On a separate issue I am interested in these because I have been involved in a number of aeronautical studies under the provisions of Annex 14 (penetrations of certain obstacle limitation surfaces can be permitted following an aeronautical study). There is no gudiance material at all in ICAO documents - just a basic concept that regularity and safety are to be considered. The regularity is simple - just check the effect on all the OCA/H for the aerodrome (including the various clearance angles for VOR, ASR and RSR etc).

The safety is the big problem. Allow one penetration and it is hard to reject the next, the end result a growing forest of obstacles penetrating the Annex 14 surfaces. I have now concluded that the airspace between the PANS-OPS obstacle clearance surfaces and the Annex 14 obstacle limitation surfaces is the only thing that protects the non-normal operation. Bear in mind that PANS-OPS specifically states it is for normal operations only.

This was brought home to me when contractors started asking for the maximum elevation instead of a specific height. The State had introduced a slum clearance scheme whereby constructors could level the slums around the airport and re-house the tennants in new apartment blocks - the profit lay in an equivalent number of apartments the could sell on the private market. I have since recommended against all subsequent requests pending the State establishing some criteria to limit these constructions (this is a State respibsibility, not mine!). There is now a backlog of 120 applications!

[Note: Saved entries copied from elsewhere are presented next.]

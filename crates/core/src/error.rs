//! Top-level error kind shared by every layer of the sealing engine.

use thiserror::Error;

/// Error kinds as described by the engine's error handling design.
///
/// Each variant maps 1:1 onto a class of TPM return code or a
/// host-side validation failure; callers are expected to match on the
/// kind rather than parse the message.
#[derive(Debug, Error)]
pub enum Error {
    /// Invalid PCR index, invalid device spec, PIN length out of range,
    /// malformed blob, or malformed signature entry.
    #[error("bad argument: {0}")]
    BadArgument(String),

    /// Transport module missing, symbol missing, or initialisation failed.
    #[error("transport unavailable: {0}")]
    UnavailableTransport(String),

    /// Algorithm, bank, or template the chip doesn't support.
    #[error("unsupported: {0}")]
    Unsupported(String),

    /// No device, no matching signature, or no sealed-object token.
    #[error("not found: {0}")]
    NotFound(String),

    /// Expected policy digest mismatch, or unseal refused.
    #[error("denied: {0}")]
    Denied(String),

    /// The TPM is in dictionary-attack lockout.
    #[error("TPM is in dictionary-attack lockout: {0}")]
    Lockout(String),

    /// PCR changed during a policy session (recovered internally up to
    /// `RETRY_UNSEAL_MAX`; a caller only ever sees this after retries are
    /// exhausted).
    #[error("PCR changed mid-session and retries were exhausted")]
    PcrRace,

    /// Any other TPM return code; the decoded vendor string is attached.
    #[error("unrecoverable TPM error: {0}")]
    Unrecoverable(String),

    /// I/O failure reading/writing a blob, flag file, or config file.
    #[error("I/O error: {0}")]
    Io(#[from] std::io::Error),

    /// JSON (de)serialization failure for a LUKS2 token or signature file.
    #[error("serialization error: {0}")]
    Serialization(#[from] serde_json::Error),
}

/// Result alias used throughout the workspace.
pub type Result<T> = std::result::Result<T, Error>;

impl Error {
    /// True for the one TPM error the unseal retry loop is allowed to
    /// recover from locally.
    pub fn is_retryable(&self) -> bool {
        matches!(self, Error::PcrRace)
    }
}

#[cfg(test)]
mod tests {
    use super::*;

    #[test]
    fn every_variant_has_a_stable_nonempty_message() {
        let variants: Vec<Error> = vec![
            Error::BadArgument("x".into()),
            Error::UnavailableTransport("x".into()),
            Error::Unsupported("x".into()),
            Error::NotFound("x".into()),
            Error::Denied("x".into()),
            Error::Lockout("x".into()),
            Error::PcrRace,
            Error::Unrecoverable("x".into()),
        ];
        for e in variants {
            assert!(!e.to_string().is_empty());
        }
    }

    #[test]
    fn only_pcr_race_is_retryable() {
        assert!(Error::PcrRace.is_retryable());
        assert!(!Error::Denied("x".into()).is_retryable());
        assert!(!Error::Unrecoverable("x".into()).is_retryable());
    }
}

Hence I was very interested in the type of non-normal accident you mentioned. I believe there was one at East Midlands recently when a crew forgot to reset the altimeter and flew the approach 1000ft too low. Of course these are very infrequent - but this is balanced by the probable impact on the aerodrome operations of the public enquiry that usually follows an accident of that magnitude (think Schiphol and the 747 that hit an apartment block).

I identified this problem at a recent ICAO meeting, as a result of which I have to produce some proposals - your suggestion will be most useful. Thank you.